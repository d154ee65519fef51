use crate::build_plan::Require;
use crate::buildpack::BuildpackId;
use crate::buildpack_plan::BuildpackPlan;
use crate::group::GroupEntry;
use serde::{Deserialize, Serialize};

/// The resolved build plan produced by detection: one entry per satisfied
/// dependency name, with the buildpacks that provide it and the requirements
/// it satisfies. This is also the shape of the `plan.toml` exchange artifact
/// at the layers root.
#[derive(Serialize, Deserialize, Clone, Debug, Default, PartialEq)]
pub struct BuildPlan {
    #[serde(default)]
    pub entries: Vec<BuildPlanEntry>,
}

#[derive(Serialize, Deserialize, Clone, Debug, PartialEq)]
pub struct BuildPlanEntry {
    #[serde(default)]
    pub providers: Vec<GroupEntry>,
    #[serde(default)]
    pub requires: Vec<Require>,
}

impl BuildPlanEntry {
    #[must_use]
    pub fn no_opt(mut self) -> Self {
        self.providers = self
            .providers
            .into_iter()
            .map(GroupEntry::no_opt)
            .collect();
        self
    }
}

impl BuildPlan {
    /// Projects the plan slice for one buildpack: the requirements of every
    /// entry that lists the buildpack among its providers.
    pub fn find(&self, id: &BuildpackId) -> BuildpackPlan {
        let mut entries = Vec::new();
        for entry in &self.entries {
            if entry.providers.iter().any(|provider| provider.id == *id) {
                entries.extend(entry.requires.iter().cloned());
            }
        }
        BuildpackPlan { entries }
    }

    /// Removes every entry that contains a met requirement, so subsequent
    /// buildpacks only see what is still unmet.
    #[must_use]
    pub fn filter(&self, met_requires: &[String]) -> Self {
        Self {
            entries: self
                .entries
                .iter()
                .filter(|entry| {
                    !entry
                        .requires
                        .iter()
                        .any(|require| met_requires.contains(&require.name))
                })
                .cloned()
                .collect(),
        }
    }
}
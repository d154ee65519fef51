//! The buildpack lifecycle engine.
//!
//! This crate orchestrates pluggable buildpacks into an image build: the
//! detect resolver selects a group of buildpacks and a consistent build plan,
//! the analyzer reconciles metadata from a previous image and cache with the
//! selected group, and the build pipeline executes the group in order while
//! aggregating its outputs.
//!
//! Image access, caches and buildpack subprocess invocation sit behind small
//! capability traits ([`ImageSource`], [`CacheSource`], [`BuildpackRunner`],
//! [`BuildpackStore`], [`Logger`]) so the engine itself never talks to a
//! registry, daemon or shell directly.

// Enable rustc and Clippy lints that are disabled by default.
// https://doc.rust-lang.org/rustc/lints/listing/allowed-by-default.html#unused-crate-dependencies
#![warn(unused_crate_dependencies)]
// https://rust-lang.github.io/rust-clippy/stable/index.html
#![warn(clippy::pedantic)]
#![allow(clippy::missing_errors_doc)]
#![allow(clippy::module_name_repetitions)]
#![allow(clippy::must_use_candidate)]

#[cfg(test)]
use indoc as _;

pub mod analyzer;
pub mod builder;
pub mod buildpack_store;
pub mod cache;
pub mod detector;
pub mod env;
pub mod errors;
pub mod exit_code;
pub mod files;
pub mod image;
pub mod log;
pub mod runner;

pub use errors::Error;

use lifecycle_data::api::ApiVersion;
use lifecycle_data::buildpack::BuildpackDescriptor;

/// The buildpack API versions this engine recognizes. Behavior differences
/// between them are gated explicitly in the resolver, the runner and the
/// build pipeline.
pub const SUPPORTED_BUILDPACK_APIS: [ApiVersion; 5] = [
    ApiVersion::new(0, 2),
    ApiVersion::new(0, 3),
    ApiVersion::new(0, 4),
    ApiVersion::new(0, 5),
    ApiVersion::new(0, 6),
];

/// Rejects descriptors whose buildpack API the engine does not speak.
pub fn verify_buildpack_api(descriptor: &BuildpackDescriptor) -> Result<(), Error> {
    if SUPPORTED_BUILDPACK_APIS.contains(&descriptor.api) {
        Ok(())
    } else {
        Err(Error::UnsupportedBuildpackApi {
            buildpack: format!(
                "{}@{}",
                descriptor.buildpack.id, descriptor.buildpack.version
            ),
            api: descriptor.api.to_string(),
        })
    }
}
use crate::build::Unmet;
use crate::build_plan::Require;
use serde::{Deserialize, Serialize};

/// The plan one buildpack sees during build: its slice of the resolved
/// build plan's requirements, written to the `plan.toml` the build
/// executable receives as its third argument.
#[derive(Serialize, Deserialize, Clone, Debug, Default, PartialEq)]
pub struct BuildpackPlan {
    #[serde(default)]
    pub entries: Vec<Require>,
}

impl BuildpackPlan {
    /// Removes entries the buildpack declared unmet.
    #[must_use]
    pub fn filter(&self, unmet: &[Unmet]) -> Self {
        Self {
            entries: self
                .entries
                .iter()
                .filter(|entry| !unmet.iter().any(|u| u.name == entry.name))
                .cloned()
                .collect(),
        }
    }

    pub fn names(&self) -> Vec<String> {
        self.entries.iter().map(|entry| entry.name.clone()).collect()
    }
}
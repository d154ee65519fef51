use crate::exit_code;
use lifecycle_common::toml_file::TomlFileError;

/// Everything that can go wrong while orchestrating a build.
///
/// Variants are kinds, not call sites: the same kind maps to the same exit
/// code no matter which component produced it. Component-local recovery
/// (absent labels, optional buildpack failures) happens before an `Error` is
/// constructed; everything that reaches this type propagates to the phase
/// boundary.
#[derive(thiserror::Error, Debug)]
pub enum Error {
    #[error("invalid arguments: {0}")]
    InvalidArgs(String),

    #[error("no buildpacks participating")]
    FailedDetection,

    #[error("buildpack(s) failed with err")]
    FailedDetectionWithErrors,

    #[error("missing detection of '{0}'")]
    MissingDetectRun(String),

    #[error("buildpack order has a cycle involving '{0}'")]
    OrderCycle(String),

    #[error("buildpack '{buildpack}' declares unsupported buildpack API '{api}'")]
    UnsupportedBuildpackApi { buildpack: String, api: String },

    #[error("buildpack '{buildpack}' failed with exit code {code}")]
    Buildpack { buildpack: String, code: i32 },

    #[error("failed to invoke buildpack '{buildpack}': {source}")]
    BuildpackInvocation {
        buildpack: String,
        source: std::io::Error,
    },

    #[error("validation failed: {0}")]
    Validation(String),

    #[error("image source error: {0}")]
    Image(String),

    #[error("cache source error: {0}")]
    Cache(String),

    #[error(transparent)]
    Io(#[from] std::io::Error),

    #[error(transparent)]
    TomlFile(#[from] TomlFileError),
}

impl Error {
    /// The process exit code a phase terminating on this error reports.
    pub fn exit_code(&self) -> i32 {
        match self {
            Error::InvalidArgs(_) => exit_code::CODE_INVALID_ARGS,
            Error::FailedDetection => exit_code::CODE_FAILED_DETECT,
            Error::FailedDetectionWithErrors => exit_code::CODE_FAILED_DETECT_WITH_ERRORS,
            Error::MissingDetectRun(_)
            | Error::OrderCycle(_)
            | Error::UnsupportedBuildpackApi { .. } => exit_code::CODE_DETECT_ERROR,
            Error::Buildpack { .. }
            | Error::BuildpackInvocation { .. }
            | Error::Validation(_)
            | Error::Image(_)
            | Error::Cache(_)
            | Error::Io(_)
            | Error::TomlFile(_) => exit_code::CODE_BUILD_ERROR,
        }
    }
}
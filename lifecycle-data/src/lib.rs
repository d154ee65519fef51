//! Data structures for the buildpack lifecycle exchange formats.
//!
//! Everything a lifecycle phase reads from or writes to disk lives here:
//! buildpack descriptors, order and group documents, detect plans, the
//! resolved build plan, buildpack plans, BOM entries, launch/build output
//! documents, layer metadata and the buildpack store.
//!
//! Unknown keys are ignored on every exchange document so that newer
//! buildpacks can add fields without breaking older lifecycles.

// Enable rustc and Clippy lints that are disabled by default.
// https://doc.rust-lang.org/rustc/lints/listing/allowed-by-default.html#unused-crate-dependencies
#![warn(unused_crate_dependencies)]
// https://rust-lang.github.io/rust-clippy/stable/index.html
#![warn(clippy::pedantic)]
#![allow(clippy::missing_errors_doc)]
#![allow(clippy::module_name_repetitions)]
#![allow(clippy::must_use_candidate)]

// Dev-dependencies used by tests only; referenced here to satisfy the
// unused_crate_dependencies lint in non-test builds.
#[cfg(test)]
use indoc as _;
#[cfg(test)]
use serde_json as _;

pub mod api;
pub mod bom;
pub mod build;
pub mod build_plan;
pub mod buildpack;
pub mod buildpack_plan;
pub mod group;
pub mod launch;
pub mod layer;
pub mod plan;
pub mod store;

mod newtypes;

· · · · ·

Task description —
What you return must be the line that contains "filename lifecycle-data/src/lib.rs" followed by every remaining line of the material, all exactly as written and nothing more.

Problem solution —
filename lifecycle-data/src/lib.rs
repository d154ee65519fef51
//! Data structures for the buildpack lifecycle exchange formats.
//!
//! Everything a lifecycle phase reads from or writes to disk lives here:
//! buildpack descriptors, order and group documents, detect plans, the
//! resolved build plan, buildpack plans, BOM entries, launch/build output
//! documents, layer metadata and the buildpack store.
//!
//! Unknown keys are ignored on every exchange document so that newer
//! buildpacks can add fields without breaking older lifecycles.

// Enable rustc and Clippy lints that are disabled by default.
// https://doc.rust-lang.org/rustc/lints/listing/allowed-by-default.html#unused-crate-dependencies
#![warn(unused_crate_dependencies)]
// https://rust-lang.github.io/rust-clippy/stable/index.html
#![warn(clippy::pedantic)]
#![allow(clippy::missing_errors_doc)]
#![allow(clippy::module_name_repetitions)]
#![allow(clippy::must_use_candidate)]

// Dev-dependencies used by tests only; referenced here to satisfy the
// unused_crate_dependencies lint in non-test builds.
#[cfg(test)]
use indoc as _;
#[cfg(test)]
use serde_json as _;

pub mod api;
pub mod bom;
pub mod build;
pub mod build_plan;
pub mod buildpack;
pub mod buildpack_plan;
pub mod group;
pub mod launch;
pub mod layer;
pub mod plan;
pub mod store;

mod newtypes;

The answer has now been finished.